Потянулся ряд скучных, кое-как срепетированных «настоящих» спектаклей. С каждым днем тоска все больше наполняла мое сердце. Русской публики в Париже было недостаточно, чтобы поддерживать постоянный театр. Будущее было темно. Ехать было некуда, да и не было энергии думать о новых начинаниях. Об «идеальном театре» во Франции можно было так же мало говорить, как и в Германии. Теперь я вполне сознавал и ошибки моего донкихотского идеализма, но сознавал и сравнительно невысокие требования театральной публики. Чем дальше от русской границы, тем тоскливее становится русскому актеру. С трудом закончили один сезон и с неохотой начали другой. Энергия моя сменилась апатией, и круг интересов сузился. Шахматы — единственное, что занимало меня теперь. Я ходил на парижские турниры, участвовал в сеансах одновременной игры Алехина и Бернштейна, бывал у Алехина в гостях и с восторгом следил за его игрой с Бернштейном в уютной семейной обстановке. Личность Алехина меня давно интересовала. Нервность его поражала меня. Его пальцы, например, всегда легко брали с доски шахматную фигуру, но не всегда могли легко выпустить ее: фигура прыгала в его руке и не хотела от нее отделяться. Он почти стряхивал ее с пальцев. Когда он и Бернштейн обсуждали какую-нибудь шахматную комбинацию или анализировали положение, я буквально хохотал, видя, как фигуры стремительно летали по доске, почти не задерживаясь на ней (похоже было на маленький пинг-понг), и как оба маэстро одновременно говорили и одновременно замолкали, когда проблема была решена. Интересно, что на турнирах Бернштейн почти всегда проигрывал Алехину, в домашней же обстановке за дружеской игрой Алехин неизменно проигрывал Бернштейну.

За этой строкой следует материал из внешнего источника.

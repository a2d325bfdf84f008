//! Errors raised while assembling an engine configuration.

use std::path::{Path, PathBuf};
use thiserror::Error;

/// Why a configuration could not be loaded.
#[derive(Error, Debug)]
pub enum ConfigError {
    /// No file exists at the given path.
    #[error("no configuration file at {}", path.display())]
    Missing {
        /// The path that was tried.
        path: PathBuf,
    },

    /// The file exists but could not be read.
    #[error("cannot read configuration file {}", path.display())]
    Unreadable {
        /// The file.
        path: PathBuf,
        /// The I/O failure.
        #[source]
        source: std::io::Error,
    },

    /// The format is neither TOML nor JSON.
    #[error("unsupported configuration format `{0}`, expected toml or json")]
    UnsupportedFormat(String),

    /// A TOML document that does not fit the schema.
    #[error("malformed TOML configuration: {0}")]
    Toml(#[from] toml::de::Error),

    /// A JSON document that does not fit the schema.
    #[error("malformed JSON configuration: {0}")]
    Json(#[from] serde_json::Error),

    /// A `PREFIX__SECTION__KEY` override whose value has the wrong shape.
    #[error("override {var}={value:?} rejected: {expected}")]
    Override {
        /// The environment variable.
        var: String,
        /// Its raw value.
        value: String,
        /// What the key accepts.
        expected: &'static str,
    },

    /// An environment file that exists but cannot be parsed.
    #[error("cannot load environment file: {0}")]
    Dotenv(#[from] dotenvy::Error),

    /// A loaded value the engine cannot run with.
    #[error("{key} {constraint}")]
    Constraint {
        /// Dotted key, e.g. `engine.base_path`.
        key: &'static str,
        /// The rule the value breaks.
        constraint: String,
    },
}

impl ConfigError {
    pub(crate) fn missing(path: &Path) -> Self {
        Self::Missing {
            path: path.to_path_buf(),
        }
    }

    pub(crate) fn unreadable(path: &Path, source: std::io::Error) -> Self {
        Self::Unreadable {
            path: path.to_path_buf(),
            source,
        }
    }

    pub(crate) fn override_rejected(var: &str, value: &str, expected: &'static str) -> Self {
        Self::Override {
            var: var.to_string(),
            value: value.to_string(),
            expected,
        }
    }

    pub(crate) fn constraint(key: &'static str, constraint: impl Into<String>) -> Self {
        Self::Constraint {
            key,
            constraint: constraint.into(),
        }
    }

    /// Returns the dotted key of a broken constraint.
    #[must_use]
    pub fn key(&self) -> Option<&'static str> {
        match self {
            Self::Constraint { key, .. } => Some(key),
            _ => None,
        }
    }
}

Продолжал я заниматься и с труппой любителей театрального искусства во главе с моим «секретарем». Теперь я отдавал им больше внимания. С удивлением я стал замечать, что мой театральный опыт, понимание актерской техники и педагогические приемы выросли, оформились и уточнились. Когда? Я почти не думал о них в течение последнего времени. Кто-то продумал их за меня. То, что в моем сознании (вернее, в подсознании) многолетний мой опыт как бы сам собой складывался в систему, навело меня на мысль, что в основе он был верен и органически правдив. Я ничего не выдумывал, не вносил рассудочных измышлений, не создавал искусственной связи частей — стройность возникала сама собой. Я заинтересовался процессом, происходившим во мне, и стал следить за ним, строго оберегая его от вмешательства рассудка. Но записей в это время я еще не делал. #page#
Я уже давно жил на Монмартре. Моя дешевая квартира сменилась дешевой комнатой на грязной шумной улице, пропитанной запахом рынка и мясных лавок. Бесцельное скитание по ночным парижским бульварам привело меня однажды в цирк, где в течение почти целой недели день и ночь происходили «марафонские танцы». Парижане сходили с ума. Восемь или десять пар танцевали непрерывно, без сна и отдыха. Тех, кто падал без чувств, уносили с арены. Над входом цирка вывешивались плакаты, извещавшие о ходе танца. Цирк был переполнен. Зрители ревели, неистовствовали, заглушая оркестр. На арену танцующим бросали деньги. Но главный выигрыш в 25 000 франков предназначался тому, кто «умрет» последним. Я застал танец на четвертый или пятый день. Оставались три пары и одна дама, потерявшая своего кавалера. Животный рев толпы ошеломил меня. Я стал следить за рыжей женщиной с позеленевшим полуобнаженным телом и мужчиной с искаженным лицом. Я, как и все, превратился в зверя и хотел, чтобы при мне упал человек. И мужчина скоро упал, пришлепнувшись к дощатому полу арены, стукнувшись головой и уродливо подвернув руку под спину. Толпа заревела, засвистала, загикала. Люди ругались, дрались, срывали с себя и с других шапки и кидали их в танцующих. С улицы непрестанно врывались новые толпы, потерявшие терпение, их выталкивали, они снова врывались и с жадностью замирали на мгновение, впиваясь глазами в наполовину умершие фигуры танцующих.